● **ENTRIES PROVIDED**
────────────────────────────────────────

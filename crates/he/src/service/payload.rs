//! Plaintexts and ciphertexts as they cross the service boundary.

use crate::bfv::BfvEncryptedData;
use crate::ckks::CkksEncryptedData;
use crate::paillier::EncryptedValue;
use crate::{Error, Operation, Result, Scheme};
use chrono::{DateTime, Utc};
use num_bigint::BigUint;
use num_traits::{FromPrimitive, ToPrimitive};
use serde::{Deserialize, Serialize};

/// A ciphertext of any of the schemes, tagged with its scheme.
#[derive(Debug, Clone, PartialEq, Serialize, Deserialize)]
#[serde(tag = "scheme", rename_all = "lowercase")]
pub enum EncryptedData {
    /// A Paillier ciphertext.
    Paillier(EncryptedValue),
    /// A CKKS ciphertext.
    Ckks(CkksEncryptedData),
    /// A BFV ciphertext.
    Bfv(BfvEncryptedData),
}

impl EncryptedData {
    /// Returns the scheme of the ciphertext.
    #[must_use]
    pub const fn scheme(&self) -> Scheme {
        match self {
            EncryptedData::Paillier(_) => Scheme::Paillier,
            EncryptedData::Ckks(_) => Scheme::Ckks,
            EncryptedData::Bfv(_) => Scheme::Bfv,
        }
    }
}

impl From<EncryptedValue> for EncryptedData {
    fn from(ct: EncryptedValue) -> Self {
        EncryptedData::Paillier(ct)
    }
}

impl From<CkksEncryptedData> for EncryptedData {
    fn from(ct: CkksEncryptedData) -> Self {
        EncryptedData::Ckks(ct)
    }
}

impl From<BfvEncryptedData> for EncryptedData {
    fn from(ct: BfvEncryptedData) -> Self {
        EncryptedData::Bfv(ct)
    }
}

/// A plaintext: a single decimal integer for Paillier, decimal integers for
/// BFV and floats for CKKS.
#[derive(Debug, Clone, PartialEq, Serialize, Deserialize)]
#[serde(untagged)]
pub enum Plaintext {
    /// A single decimal integer.
    Integer(String),
    /// A sequence of decimal integers.
    Integers(Vec<String>),
    /// A sequence of floats.
    Floats(Vec<f64>),
}

impl Plaintext {
    /// Returns the single decimal integer of a Paillier plaintext.
    pub(crate) fn integer(&self) -> Result<&str> {
        match self {
            Plaintext::Integer(s) => Ok(s),
            Plaintext::Integers(v) if v.len() == 1 => Ok(&v[0]),
            _ => Err(Error::Encryption(
                "expected a single decimal integer".to_string(),
            )),
        }
    }

    /// Returns the non-negative integers of a BFV plaintext.
    pub(crate) fn integers(&self) -> Result<Vec<BigUint>> {
        match self {
            Plaintext::Integer(s) => parse_integers(std::slice::from_ref(s)),
            Plaintext::Integers(v) => parse_integers(v),
            Plaintext::Floats(_) => Err(Error::Encryption(
                "expected decimal integers".to_string(),
            )),
        }
    }

    /// Returns the floats of a CKKS plaintext.
    pub(crate) fn floats(&self) -> Result<Vec<f64>> {
        match self {
            Plaintext::Integer(s) => parse_floats(std::slice::from_ref(s)),
            Plaintext::Integers(v) => parse_floats(v),
            Plaintext::Floats(v) => Ok(v.clone()),
        }
    }
}

/// Parses non-negative decimal integers.
pub(crate) fn parse_integers<S: AsRef<str>>(values: &[S]) -> Result<Vec<BigUint>> {
    values
        .iter()
        .map(|v| {
            let v = v.as_ref();
            v.trim()
                .parse::<BigUint>()
                .map_err(|_| Error::Encryption(format!("invalid integer {v:?}")))
        })
        .collect()
}

/// Parses floats given as decimal strings.
pub(crate) fn parse_floats<S: AsRef<str>>(values: &[S]) -> Result<Vec<f64>> {
    values
        .iter()
        .map(|v| {
            let v = v.as_ref();
            v.trim()
                .parse::<f64>()
                .map_err(|_| Error::Encryption(format!("invalid number {v:?}")))
        })
        .collect()
}

/// The scalar of a homomorphic scalar multiplication.
#[derive(Debug, Clone, PartialEq, Serialize, Deserialize)]
#[serde(untagged)]
pub enum Scalar {
    /// A non-negative integer.
    Integer(u64),
    /// A float.
    Float(f64),
    /// An integer or a float, as a decimal string.
    Decimal(String),
}

impl Scalar {
    /// Returns the scalar as a non-negative integer.
    pub(crate) fn to_biguint(&self) -> Result<BigUint> {
        let invalid = || Error::Evaluation(format!("invalid scalar {self}"));
        match self {
            Scalar::Integer(k) => Ok(BigUint::from(*k)),
            Scalar::Float(x) if x.fract() == 0.0 => BigUint::from_f64(*x).ok_or_else(invalid),
            Scalar::Float(_) => Err(invalid()),
            Scalar::Decimal(s) => s.trim().parse::<BigUint>().map_err(|_| invalid()),
        }
    }

    /// Returns the scalar as a float.
    pub(crate) fn to_f64(&self) -> Result<f64> {
        match self {
            Scalar::Integer(k) => k
                .to_f64()
                .ok_or_else(|| Error::Evaluation(format!("invalid scalar {self}"))),
            Scalar::Float(x) => Ok(*x),
            Scalar::Decimal(s) => s
                .trim()
                .parse::<f64>()
                .map_err(|_| Error::Evaluation(format!("invalid scalar {self}"))),
        }
    }
}

impl std::fmt::Display for Scalar {
    fn fmt(&self, f: &mut std::fmt::Formatter<'_>) -> std::fmt::Result {
        match self {
            Scalar::Integer(k) => write!(f, "{k}"),
            Scalar::Float(x) => write!(f, "{x}"),
            Scalar::Decimal(s) => write!(f, "{s:?}"),
        }
    }
}

/// The result of a homomorphic operation.
#[derive(Debug, Clone, PartialEq, Serialize)]
#[serde(rename_all = "camelCase")]
pub struct ComputationResult {
    /// The encrypted result.
    pub encrypted_result: EncryptedData,
    /// The operation performed.
    pub operation: Operation,
    /// When the operation was performed.
    pub timestamp: DateTime<Utc>,
}

impl ComputationResult {
    pub(crate) fn new(encrypted_result: EncryptedData, operation: Operation) -> Self {
        Self {
            encrypted_result,
            operation,
            timestamp: Utc::now(),
        }
    }
}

────────────────────────────────────────

● **WHAT IS EXPECTED**
Please repeat every entry, exactly as it was written.

● **EXERCISE RESULT**
filename crates/he/src/service/payload.rs
//! Plaintexts and ciphertexts as they cross the service boundary.

use crate::bfv::BfvEncryptedData;
use crate::ckks::CkksEncryptedData;
use crate::paillier::EncryptedValue;
use crate::{Error, Operation, Result, Scheme};
use chrono::{DateTime, Utc};
use num_bigint::BigUint;
use num_traits::{FromPrimitive, ToPrimitive};
use serde::{Deserialize, Serialize};

/// A ciphertext of any of the schemes, tagged with its scheme.
#[derive(Debug, Clone, PartialEq, Serialize, Deserialize)]
#[serde(tag = "scheme", rename_all = "lowercase")]
pub enum EncryptedData {
    /// A Paillier ciphertext.
    Paillier(EncryptedValue),
    /// A CKKS ciphertext.
    Ckks(CkksEncryptedData),
    /// A BFV ciphertext.
    Bfv(BfvEncryptedData),
}

impl EncryptedData {
    /// Returns the scheme of the ciphertext.
    #[must_use]
    pub const fn scheme(&self) -> Scheme {
        match self {
            EncryptedData::Paillier(_) => Scheme::Paillier,
            EncryptedData::Ckks(_) => Scheme::Ckks,
            EncryptedData::Bfv(_) => Scheme::Bfv,
        }
    }
}

impl From<EncryptedValue> for EncryptedData {
    fn from(ct: EncryptedValue) -> Self {
        EncryptedData::Paillier(ct)
    }
}

impl From<CkksEncryptedData> for EncryptedData {
    fn from(ct: CkksEncryptedData) -> Self {
        EncryptedData::Ckks(ct)
    }
}

impl From<BfvEncryptedData> for EncryptedData {
    fn from(ct: BfvEncryptedData) -> Self {
        EncryptedData::Bfv(ct)
    }
}

/// A plaintext: a single decimal integer for Paillier, decimal integers for
/// BFV and floats for CKKS.
#[derive(Debug, Clone, PartialEq, Serialize, Deserialize)]
#[serde(untagged)]
pub enum Plaintext {
    /// A single decimal integer.
    Integer(String),
    /// A sequence of decimal integers.
    Integers(Vec<String>),
    /// A sequence of floats.
    Floats(Vec<f64>),
}

impl Plaintext {
    /// Returns the single decimal integer of a Paillier plaintext.
    pub(crate) fn integer(&self) -> Result<&str> {
        match self {
            Plaintext::Integer(s) => Ok(s),
            Plaintext::Integers(v) if v.len() == 1 => Ok(&v[0]),
            _ => Err(Error::Encryption(
                "expected a single decimal integer".to_string(),
            )),
        }
    }

    /// Returns the non-negative integers of a BFV plaintext.
    pub(crate) fn integers(&self) -> Result<Vec<BigUint>> {
        match self {
            Plaintext::Integer(s) => parse_integers(std::slice::from_ref(s)),
            Plaintext::Integers(v) => parse_integers(v),
            Plaintext::Floats(_) => Err(Error::Encryption(
                "expected decimal integers".to_string(),
            )),
        }
    }

    /// Returns the floats of a CKKS plaintext.
    pub(crate) fn floats(&self) -> Result<Vec<f64>> {
        match self {
            Plaintext::Integer(s) => parse_floats(std::slice::from_ref(s)),
            Plaintext::Integers(v) => parse_floats(v),
            Plaintext::Floats(v) => Ok(v.clone()),
        }
    }
}

/// Parses non-negative decimal integers.
pub(crate) fn parse_integers<S: AsRef<str>>(values: &[S]) -> Result<Vec<BigUint>> {
    values
        .iter()
        .map(|v| {
            let v = v.as_ref();
            v.trim()
                .parse::<BigUint>()
                .map_err(|_| Error::Encryption(format!("invalid integer {v:?}")))
        })
        .collect()
}

/// Parses floats given as decimal strings.
pub(crate) fn parse_floats<S: AsRef<str>>(values: &[S]) -> Result<Vec<f64>> {
    values
        .iter()
        .map(|v| {
            let v = v.as_ref();
            v.trim()
                .parse::<f64>()
                .map_err(|_| Error::Encryption(format!("invalid number {v:?}")))
        })
        .collect()
}

/// The scalar of a homomorphic scalar multiplication.
#[derive(Debug, Clone, PartialEq, Serialize, Deserialize)]
#[serde(untagged)]
pub enum Scalar {
    /// A non-negative integer.
    Integer(u64),
    /// A float.
    Float(f64),
    /// An integer or a float, as a decimal string.
    Decimal(String),
}

impl Scalar {
    /// Returns the scalar as a non-negative integer.
    pub(crate) fn to_biguint(&self) -> Result<BigUint> {
        let invalid = || Error::Evaluation(format!("invalid scalar {self}"));
        match self {
            Scalar::Integer(k) => Ok(BigUint::from(*k)),
            Scalar::Float(x) if x.fract() == 0.0 => BigUint::from_f64(*x).ok_or_else(invalid),
            Scalar::Float(_) => Err(invalid()),
            Scalar::Decimal(s) => s.trim().parse::<BigUint>().map_err(|_| invalid()),
        }
    }

    /// Returns the scalar as a float.
    pub(crate) fn to_f64(&self) -> Result<f64> {
        match self {
            Scalar::Integer(k) => k
                .to_f64()
                .ok_or_else(|| Error::Evaluation(format!("invalid scalar {self}"))),
            Scalar::Float(x) => Ok(*x),
            Scalar::Decimal(s) => s
                .trim()
                .parse::<f64>()
                .map_err(|_| Error::Evaluation(format!("invalid scalar {self}"))),
        }
    }
}

impl std::fmt::Display for Scalar {
    fn fmt(&self, f: &mut std::fmt::Formatter<'_>) -> std::fmt::Result {
        match self {
            Scalar::Integer(k) => write!(f, "{k}"),
            Scalar::Float(x) => write!(f, "{x}"),
            Scalar::Decimal(s) => write!(f, "{s:?}"),
        }
    }
}

/// The result of a homomorphic operation.
#[derive(Debug, Clone, PartialEq, Serialize)]
#[serde(rename_all = "camelCase")]
pub struct ComputationResult {
    /// The encrypted result.
    pub encrypted_result: EncryptedData,
    /// The operation performed.
    pub operation: Operation,
    /// When the operation was performed.
    pub timestamp: DateTime<Utc>,
}

impl ComputationResult {
    pub(crate) fn new(encrypted_result: EncryptedData, operation: Operation) -> Self {
        Self {
            encrypted_result,
            operation,
            timestamp: Utc::now(),
        }
    }
}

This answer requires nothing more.